ACTIVITY: In the entries below, how many lines contain the string "PROTOCOLS"? Respond with the number only.
*** INFORMATION Section Begins ***
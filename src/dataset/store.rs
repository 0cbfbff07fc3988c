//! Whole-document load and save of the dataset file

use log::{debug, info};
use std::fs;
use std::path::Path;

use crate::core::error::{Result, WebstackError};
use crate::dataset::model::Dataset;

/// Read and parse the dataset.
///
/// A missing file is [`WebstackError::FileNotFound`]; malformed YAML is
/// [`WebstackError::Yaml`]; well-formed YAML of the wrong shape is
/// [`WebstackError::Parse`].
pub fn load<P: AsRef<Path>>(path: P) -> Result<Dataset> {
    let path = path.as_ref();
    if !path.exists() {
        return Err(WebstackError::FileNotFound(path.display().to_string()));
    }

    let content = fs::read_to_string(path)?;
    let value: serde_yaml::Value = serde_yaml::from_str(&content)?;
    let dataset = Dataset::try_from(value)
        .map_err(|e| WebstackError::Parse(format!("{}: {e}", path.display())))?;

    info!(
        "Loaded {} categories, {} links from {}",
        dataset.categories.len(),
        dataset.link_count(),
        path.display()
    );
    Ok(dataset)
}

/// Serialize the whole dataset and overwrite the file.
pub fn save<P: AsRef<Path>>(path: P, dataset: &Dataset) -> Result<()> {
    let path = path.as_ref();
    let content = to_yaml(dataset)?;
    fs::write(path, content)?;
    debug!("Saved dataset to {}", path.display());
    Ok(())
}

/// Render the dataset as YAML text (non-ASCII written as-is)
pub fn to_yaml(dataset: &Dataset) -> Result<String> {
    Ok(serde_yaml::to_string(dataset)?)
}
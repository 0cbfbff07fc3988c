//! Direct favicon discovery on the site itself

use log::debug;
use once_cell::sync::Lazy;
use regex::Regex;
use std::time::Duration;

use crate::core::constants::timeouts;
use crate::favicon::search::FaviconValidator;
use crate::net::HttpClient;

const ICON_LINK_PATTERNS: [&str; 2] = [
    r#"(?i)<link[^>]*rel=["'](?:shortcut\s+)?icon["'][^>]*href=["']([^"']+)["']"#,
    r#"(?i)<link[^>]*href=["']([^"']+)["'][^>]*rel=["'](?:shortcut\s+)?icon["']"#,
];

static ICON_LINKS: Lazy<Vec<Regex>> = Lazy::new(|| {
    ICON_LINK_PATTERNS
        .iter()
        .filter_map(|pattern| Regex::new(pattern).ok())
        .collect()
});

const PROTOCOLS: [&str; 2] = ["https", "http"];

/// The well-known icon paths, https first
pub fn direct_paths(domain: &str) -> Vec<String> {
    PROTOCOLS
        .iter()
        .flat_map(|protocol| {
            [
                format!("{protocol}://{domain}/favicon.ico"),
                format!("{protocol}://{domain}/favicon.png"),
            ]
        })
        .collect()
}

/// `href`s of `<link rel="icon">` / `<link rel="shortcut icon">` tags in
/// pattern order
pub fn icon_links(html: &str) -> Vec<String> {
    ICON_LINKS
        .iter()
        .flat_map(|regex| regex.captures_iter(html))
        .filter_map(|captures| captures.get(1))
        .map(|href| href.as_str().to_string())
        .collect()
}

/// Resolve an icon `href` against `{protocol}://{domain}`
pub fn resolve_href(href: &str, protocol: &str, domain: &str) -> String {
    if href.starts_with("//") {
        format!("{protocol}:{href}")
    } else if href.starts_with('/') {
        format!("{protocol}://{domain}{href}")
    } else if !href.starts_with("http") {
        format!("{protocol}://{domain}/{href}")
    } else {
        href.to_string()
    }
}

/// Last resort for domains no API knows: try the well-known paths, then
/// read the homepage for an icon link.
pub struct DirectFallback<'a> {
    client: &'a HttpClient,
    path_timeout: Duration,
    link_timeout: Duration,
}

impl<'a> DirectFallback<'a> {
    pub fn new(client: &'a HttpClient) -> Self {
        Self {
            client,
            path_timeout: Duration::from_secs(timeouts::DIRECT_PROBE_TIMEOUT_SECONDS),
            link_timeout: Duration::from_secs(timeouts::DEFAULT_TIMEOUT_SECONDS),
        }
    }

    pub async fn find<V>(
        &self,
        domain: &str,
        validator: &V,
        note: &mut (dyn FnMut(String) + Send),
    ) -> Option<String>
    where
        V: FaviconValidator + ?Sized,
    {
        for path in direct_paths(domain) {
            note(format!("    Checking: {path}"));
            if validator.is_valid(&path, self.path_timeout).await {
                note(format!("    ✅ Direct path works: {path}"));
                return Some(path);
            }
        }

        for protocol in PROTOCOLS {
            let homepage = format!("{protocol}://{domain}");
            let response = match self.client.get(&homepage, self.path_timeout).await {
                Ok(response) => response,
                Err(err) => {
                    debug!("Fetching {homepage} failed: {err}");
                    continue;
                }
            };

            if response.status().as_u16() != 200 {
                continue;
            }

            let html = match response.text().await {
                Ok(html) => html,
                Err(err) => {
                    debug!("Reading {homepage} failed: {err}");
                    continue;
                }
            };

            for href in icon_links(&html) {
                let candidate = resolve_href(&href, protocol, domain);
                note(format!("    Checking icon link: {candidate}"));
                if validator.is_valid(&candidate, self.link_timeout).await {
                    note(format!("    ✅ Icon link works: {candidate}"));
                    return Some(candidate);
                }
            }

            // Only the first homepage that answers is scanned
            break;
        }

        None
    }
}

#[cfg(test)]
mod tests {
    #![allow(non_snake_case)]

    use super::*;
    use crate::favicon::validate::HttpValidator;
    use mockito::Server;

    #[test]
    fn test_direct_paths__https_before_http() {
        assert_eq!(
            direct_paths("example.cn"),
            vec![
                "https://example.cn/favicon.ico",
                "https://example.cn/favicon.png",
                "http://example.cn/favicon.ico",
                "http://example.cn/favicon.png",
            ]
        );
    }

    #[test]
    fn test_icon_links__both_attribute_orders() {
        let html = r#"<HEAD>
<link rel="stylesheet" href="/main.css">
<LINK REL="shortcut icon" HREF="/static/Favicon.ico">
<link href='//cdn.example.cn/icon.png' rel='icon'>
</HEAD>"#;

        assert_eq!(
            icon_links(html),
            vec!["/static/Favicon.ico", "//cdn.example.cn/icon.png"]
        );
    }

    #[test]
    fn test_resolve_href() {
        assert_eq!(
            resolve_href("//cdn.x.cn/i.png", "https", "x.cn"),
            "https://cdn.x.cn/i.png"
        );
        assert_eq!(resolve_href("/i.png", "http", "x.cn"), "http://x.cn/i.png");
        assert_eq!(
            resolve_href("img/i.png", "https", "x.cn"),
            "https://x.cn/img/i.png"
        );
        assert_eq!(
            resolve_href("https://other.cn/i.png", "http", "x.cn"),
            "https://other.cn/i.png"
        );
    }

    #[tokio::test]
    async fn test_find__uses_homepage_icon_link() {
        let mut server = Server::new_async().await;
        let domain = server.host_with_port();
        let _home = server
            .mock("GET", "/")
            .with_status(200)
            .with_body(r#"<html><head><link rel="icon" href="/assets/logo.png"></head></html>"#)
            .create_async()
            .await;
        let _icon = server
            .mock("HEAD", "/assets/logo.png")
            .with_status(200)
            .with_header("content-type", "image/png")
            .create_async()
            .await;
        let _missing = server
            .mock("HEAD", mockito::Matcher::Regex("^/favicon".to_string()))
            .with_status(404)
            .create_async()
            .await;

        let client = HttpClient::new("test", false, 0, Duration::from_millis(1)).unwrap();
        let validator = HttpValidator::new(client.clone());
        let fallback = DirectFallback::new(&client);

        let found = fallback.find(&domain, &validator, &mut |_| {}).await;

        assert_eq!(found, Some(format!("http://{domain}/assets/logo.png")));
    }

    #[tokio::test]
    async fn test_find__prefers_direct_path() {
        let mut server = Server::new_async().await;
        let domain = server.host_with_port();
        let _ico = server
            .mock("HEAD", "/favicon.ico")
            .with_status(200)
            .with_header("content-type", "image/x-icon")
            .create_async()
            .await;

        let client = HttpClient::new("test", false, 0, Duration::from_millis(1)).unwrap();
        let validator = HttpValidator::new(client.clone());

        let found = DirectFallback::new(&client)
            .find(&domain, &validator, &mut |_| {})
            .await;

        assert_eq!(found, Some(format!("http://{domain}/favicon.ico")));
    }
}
*** INFORMATION Section Ends ***
THE ANSWER: 3